→ The task: State how many lines in the following entries contain the word "UNII". No other output.

The records below:

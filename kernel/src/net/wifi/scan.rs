//! WiFi Scanning
//!
//! Active and passive scanning for WiFi networks.

use alloc::string::String;
use alloc::vec;
use alloc::vec::Vec;
use crate::util::{KResult, KError};
use crate::sync::IrqSafeMutex;
use super::mac::MacAddress;
use super::frame::{ProbeRequestBody, InformationElement, ElementId};
use super::{WifiNetwork, WifiChannel, WifiBand, ChannelWidth};

/// Scan type
#[derive(Debug, Clone, Copy, PartialEq, Eq)]
pub enum ScanType {
    /// Passive scan - only listen for beacons
    Passive,
    /// Active scan - send probe requests
    Active,
}

/// Scan configuration
#[derive(Debug, Clone)]
pub struct ScanConfig {
    /// Scan type
    pub scan_type: ScanType,
    /// Specific SSID to scan for (None = wildcard)
    pub ssid: Option<String>,
    /// Channels to scan (empty = all supported)
    pub channels: Vec<WifiChannel>,
    /// Dwell time per channel (milliseconds)
    pub dwell_time_ms: u64,
    /// Minimum dwell time for passive scan
    pub min_dwell_time_ms: u64,
    /// Maximum dwell time for passive scan
    pub max_dwell_time_ms: u64,
    /// Number of probe requests per channel (for active scan)
    pub probes_per_channel: u8,
    /// Flush old results before scan
    pub flush: bool,
}

impl Default for ScanConfig {
    fn default() -> Self {
        Self {
            scan_type: ScanType::Active,
            ssid: None,
            channels: Vec::new(),
            dwell_time_ms: 100,
            min_dwell_time_ms: 60,
            max_dwell_time_ms: 200,
            probes_per_channel: 2,
            flush: true,
        }
    }
}

/// Scan state
#[derive(Debug, Clone, Copy, PartialEq, Eq)]
pub enum ScanState {
    /// Not scanning
    Idle,
    /// Scan in progress
    Scanning,
    /// Scan completed
    Completed,
    /// Scan aborted
    Aborted,
}

/// Scan result entry with additional metadata
#[derive(Debug, Clone)]
pub struct ScanResult {
    /// Network information
    pub network: WifiNetwork,
    /// Timestamp when discovered (kernel ticks)
    pub timestamp: u64,
    /// Number of times beacon/probe response received
    pub seen_count: u32,
    /// Last seen timestamp
    pub last_seen: u64,
    /// Signal quality (0-100)
    pub quality: u8,
    /// Noise level (dBm)
    pub noise: i8,
}

impl ScanResult {
    /// Create from WifiNetwork
    pub fn from_network(network: WifiNetwork, timestamp: u64) -> Self {
        let quality = signal_to_quality(network.signal_strength);
        Self {
            network,
            timestamp,
            seen_count: 1,
            last_seen: timestamp,
            quality,
            noise: -95, // Default noise floor
        }
    }

    /// Update with new sighting
    pub fn update(&mut self, signal: i8, timestamp: u64) {
        self.network.signal_strength = signal;
        self.quality = signal_to_quality(signal);
        self.seen_count += 1;
        self.last_seen = timestamp;
    }

    /// Age of result in ticks
    pub fn age(&self, current_time: u64) -> u64 {
        current_time.saturating_sub(self.last_seen)
    }
}

/// Convert signal strength (dBm) to quality percentage
fn signal_to_quality(signal_dbm: i8) -> u8 {
    // Typical range: -30 dBm (excellent) to -90 dBm (poor)
    if signal_dbm >= -30 {
        100
    } else if signal_dbm <= -90 {
        0
    } else {
        // Linear interpolation
        let range = 60; // -30 to -90
        let offset = signal_dbm + 90;
        ((offset as u32 * 100) / range as u32) as u8
    }
}

/// Scanner manages WiFi scanning
pub struct Scanner {
    /// Current state
    state: ScanState,
    /// Configuration
    config: ScanConfig,
    /// Results
    results: Vec<ScanResult>,
    /// Current channel index
    channel_index: usize,
    /// Probes sent on current channel
    probes_sent: u8,
    /// Channel dwell start time
    dwell_start: u64,
    /// Home channel (to return to after scan)
    home_channel: Option<WifiChannel>,
}

impl Scanner {
    /// Create new scanner
    pub const fn new() -> Self {
        Self {
            state: ScanState::Idle,
            config: ScanConfig {
                scan_type: ScanType::Active,
                ssid: None,
                channels: Vec::new(),
                dwell_time_ms: 100,
                min_dwell_time_ms: 60,
                max_dwell_time_ms: 200,
                probes_per_channel: 2,
                flush: true,
            },
            results: Vec::new(),
            channel_index: 0,
            probes_sent: 0,
            dwell_start: 0,
            home_channel: None,
        }
    }

    /// Start a new scan
    pub fn start(&mut self, config: ScanConfig, current_time: u64) -> KResult<()> {
        if self.state == ScanState::Scanning {
            return Err(KError::Busy);
        }

        // Determine channels to scan
        let channels = if config.channels.is_empty() {
            default_scan_channels()
        } else {
            config.channels.clone()
        };

        if channels.is_empty() {
            return Err(KError::Invalid);
        }

        if config.flush {
            self.results.clear();
        }

        self.config = ScanConfig { channels, ..config };
        self.state = ScanState::Scanning;
        self.channel_index = 0;
        self.probes_sent = 0;
        self.dwell_start = current_time;

        Ok(())
    }

    /// Stop scanning
    pub fn stop(&mut self) {
        if self.state == ScanState::Scanning {
            self.state = ScanState::Aborted;
        }
    }

    /// Get current state
    pub fn state(&self) -> ScanState {
        self.state
    }

    /// Get current channel to scan
    pub fn current_channel(&self) -> Option<&WifiChannel> {
        if self.state == ScanState::Scanning {
            self.config.channels.get(self.channel_index)
        } else {
            None
        }
    }

    /// Check if should send probe request
    pub fn should_probe(&self) -> bool {
        self.state == ScanState::Scanning &&
        self.config.scan_type == ScanType::Active &&
        self.probes_sent < self.config.probes_per_channel
    }

    /// Mark probe as sent
    pub fn probe_sent(&mut self) {
        self.probes_sent += 1;
    }

    /// Create probe request frame body
    pub fn create_probe_request(&self) -> ProbeRequestBody {
        let rates = vec![
            0x82, 0x84, 0x8b, 0x96, // Basic rates (1, 2, 5.5, 11 Mbps)
            0x0c, 0x12, 0x18, 0x24, // Extended rates (6, 9, 12, 18 Mbps)
        ];

        let mut elements = Vec::new();

        // SSID
        elements.push(InformationElement {
            id: ElementId::Ssid as u8,
            data: self.config.ssid.as_ref()
                .map(|s| s.as_bytes().to_vec())
                .unwrap_or_default(),
        });

        // Supported rates
        elements.push(InformationElement {
            id: ElementId::SupportedRates as u8,
            data: rates[..8.min(rates.len())].to_vec(),
        });

        // Extended supported rates
        if rates.len() > 8 {
            elements.push(InformationElement {
                id: ElementId::ExtendedSupportedRates as u8,
                data: rates[8..].to_vec(),
            });
        }

        ProbeRequestBody { elements }
    }

    /// Check if should move to next channel
    pub fn should_advance(&self, current_time: u64) -> bool {
        if self.state != ScanState::Scanning {
            return false;
        }

        let elapsed = current_time.saturating_sub(self.dwell_start);
        let dwell_complete = elapsed >= self.config.dwell_time_ms;

        // For active scan, wait for probes to be sent
        let probes_done = self.config.scan_type == ScanType::Passive ||
            self.probes_sent >= self.config.probes_per_channel;

        dwell_complete && probes_done
    }

    /// Advance to next channel
    pub fn advance(&mut self, current_time: u64) -> bool {
        self.channel_index += 1;
        self.probes_sent = 0;
        self.dwell_start = current_time;

        if self.channel_index >= self.config.channels.len() {
            self.state = ScanState::Completed;
            false
        } else {
            true
        }
    }

    /// Process a discovered network
    pub fn process_network(&mut self, network: WifiNetwork, current_time: u64) {
        // Check if already in results
        if let Some(existing) = self.results.iter_mut()
            .find(|r| r.network.bssid == network.bssid)
        {
            existing.update(network.signal_strength, current_time);
        } else {
            self.results.push(ScanResult::from_network(network, current_time));
        }
    }

    /// Get scan results
    pub fn results(&self) -> &[ScanResult] {
        &self.results
    }

    /// Get results sorted by signal strength
    pub fn results_by_signal(&self) -> Vec<&ScanResult> {
        let mut sorted: Vec<_> = self.results.iter().collect();
        sorted.sort_by(|a, b| b.network.signal_strength.cmp(&a.network.signal_strength));
        sorted
    }

    /// Filter results by SSID
    pub fn find_by_ssid(&self, ssid: &str) -> Option<&ScanResult> {
        self.results.iter()
            .filter(|r| r.network.ssid == ssid)
            .max_by_key(|r| r.network.signal_strength)
    }

    /// Get best result (strongest signal)
    pub fn best_result(&self) -> Option<&ScanResult> {
        self.results.iter()
            .max_by_key(|r| r.network.signal_strength)
    }

    /// Remove old results
    pub fn prune_old(&mut self, max_age: u64, current_time: u64) {
        self.results.retain(|r| r.age(current_time) < max_age);
    }

    /// Set home channel
    pub fn set_home_channel(&mut self, channel: WifiChannel) {
        self.home_channel = Some(channel);
    }

    /// Get home channel
    pub fn home_channel(&self) -> Option<&WifiChannel> {
        self.home_channel.as_ref()
    }
}

impl Default for Scanner {
    fn default() -> Self {
        Self::new()
    }
}

/// Get default channels to scan for 2.4 GHz band
pub fn default_2ghz_channels() -> Vec<WifiChannel> {
    // Channels 1, 6, 11 are non-overlapping
    // Include others for complete scan
    [1, 2, 3, 4, 5, 6, 7, 8, 9, 10, 11].iter().map(|&ch| {
        WifiChannel {
            number: ch,
            frequency: 2407 + (ch as u32) * 5,
            width: ChannelWidth::Mhz20,
        }
    }).collect()
}

/// Get default channels to scan for 5 GHz band
pub fn default_5ghz_channels() -> Vec<WifiChannel> {
    // UNII-1 (36, 40, 44, 48)
    // UNII-2A (52, 56, 60, 64)
    // UNII-2C (100, 104, 108, 112, 116, 120, 124, 128, 132, 136, 140, 144)
    // UNII-3 (149, 153, 157, 161, 165)
    let channels = [
        36, 40, 44, 48,
        52, 56, 60, 64,
        100, 104, 108, 112, 116, 120, 124, 128, 132, 136, 140, 144,
        149, 153, 157, 161, 165,
    ];

    channels.iter().map(|&ch| {
        WifiChannel {
            number: ch,
            frequency: 5000 + (ch as u32) * 5,
            width: ChannelWidth::Mhz20,
        }
    }).collect()
}

/// Get all default scan channels
pub fn default_scan_channels() -> Vec<WifiChannel> {
    let mut channels = default_2ghz_channels();
    channels.extend(default_5ghz_channels());
    channels
}

/// Regulatory information for a region
#[derive(Debug, Clone)]
pub struct RegulatoryInfo {
    /// Country code (e.g., "US", "BR", "EU")
    pub country_code: [u8; 2],
    /// Allowed 2.4 GHz channels
    pub channels_2ghz: Vec<u8>,
    /// Allowed 5 GHz channels
    pub channels_5ghz: Vec<u8>,
    /// Maximum TX power 2.4 GHz (dBm)
    pub max_power_2ghz: u8,
    /// Maximum TX power 5 GHz (dBm)
    pub max_power_5ghz: u8,
    /// DFS required for UNII-2 channels
    pub dfs_required: bool,
}

impl RegulatoryInfo {
    /// US regulatory domain
    pub fn us() -> Self {
        Self {
            country_code: *b"US",
            channels_2ghz: (1..=11).collect(),
            channels_5ghz: vec![
                36, 40, 44, 48, 52, 56, 60, 64,
                100, 104, 108, 112, 116, 120, 124, 128, 132, 136, 140, 144,
                149, 153, 157, 161, 165,
            ],
            max_power_2ghz: 30,
            max_power_5ghz: 30,
            dfs_required: true,
        }
    }

    /// Brazil regulatory domain
    pub fn br() -> Self {
        Self {
            country_code: *b"BR",
            channels_2ghz: (1..=13).collect(),
            channels_5ghz: vec![
                36, 40, 44, 48, 52, 56, 60, 64,
                100, 104, 108, 112, 116, 120, 124, 128, 132, 136, 140, 144,
                149, 153, 157, 161, 165,
            ],
            max_power_2ghz: 20,
            max_power_5ghz: 23,
            dfs_required: true,
        }
    }

    /// World regulatory domain (most restrictive)
    pub fn world() -> Self {
        Self {
            country_code: *b"00",
            channels_2ghz: (1..=11).collect(),
            channels_5ghz: vec![36, 40, 44, 48],
            max_power_2ghz: 20,
            max_power_5ghz: 20,
            dfs_required: false,
        }
    }

    /// Check if channel is allowed
    pub fn is_channel_allowed(&self, channel: u8) -> bool {
        self.channels_2ghz.contains(&channel) ||
        self.channels_5ghz.contains(&channel)
    }
}

/// Global regulatory info (lazily initialized)
static REGULATORY: IrqSafeMutex<Option<RegulatoryInfo>> = IrqSafeMutex::new(None);

/// Set regulatory domain
pub fn set_regulatory(info: RegulatoryInfo) {
    *REGULATORY.lock() = Some(info);
}

/// Get current regulatory info
pub fn get_regulatory() -> RegulatoryInfo {
    let mut guard = REGULATORY.lock();
    if guard.is_none() {
        *guard = Some(RegulatoryInfo::world());
    }
    guard.clone().unwrap()
}

/// Get allowed channels for current regulatory domain
pub fn get_allowed_channels() -> Vec<WifiChannel> {
    let reg = get_regulatory();
    let mut channels = Vec::new();

    for &ch in &reg.channels_2ghz {
        channels.push(WifiChannel {
            number: ch,
            frequency: 2407 + (ch as u32) * 5,
            width: ChannelWidth::Mhz20,
        });
    }

    for &ch in &reg.channels_5ghz {
        channels.push(WifiChannel {
            number: ch,
            frequency: 5000 + (ch as u32) * 5,
            width: ChannelWidth::Mhz20,
        });
    }

    channels
}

End of The records.

→ Written answer: 5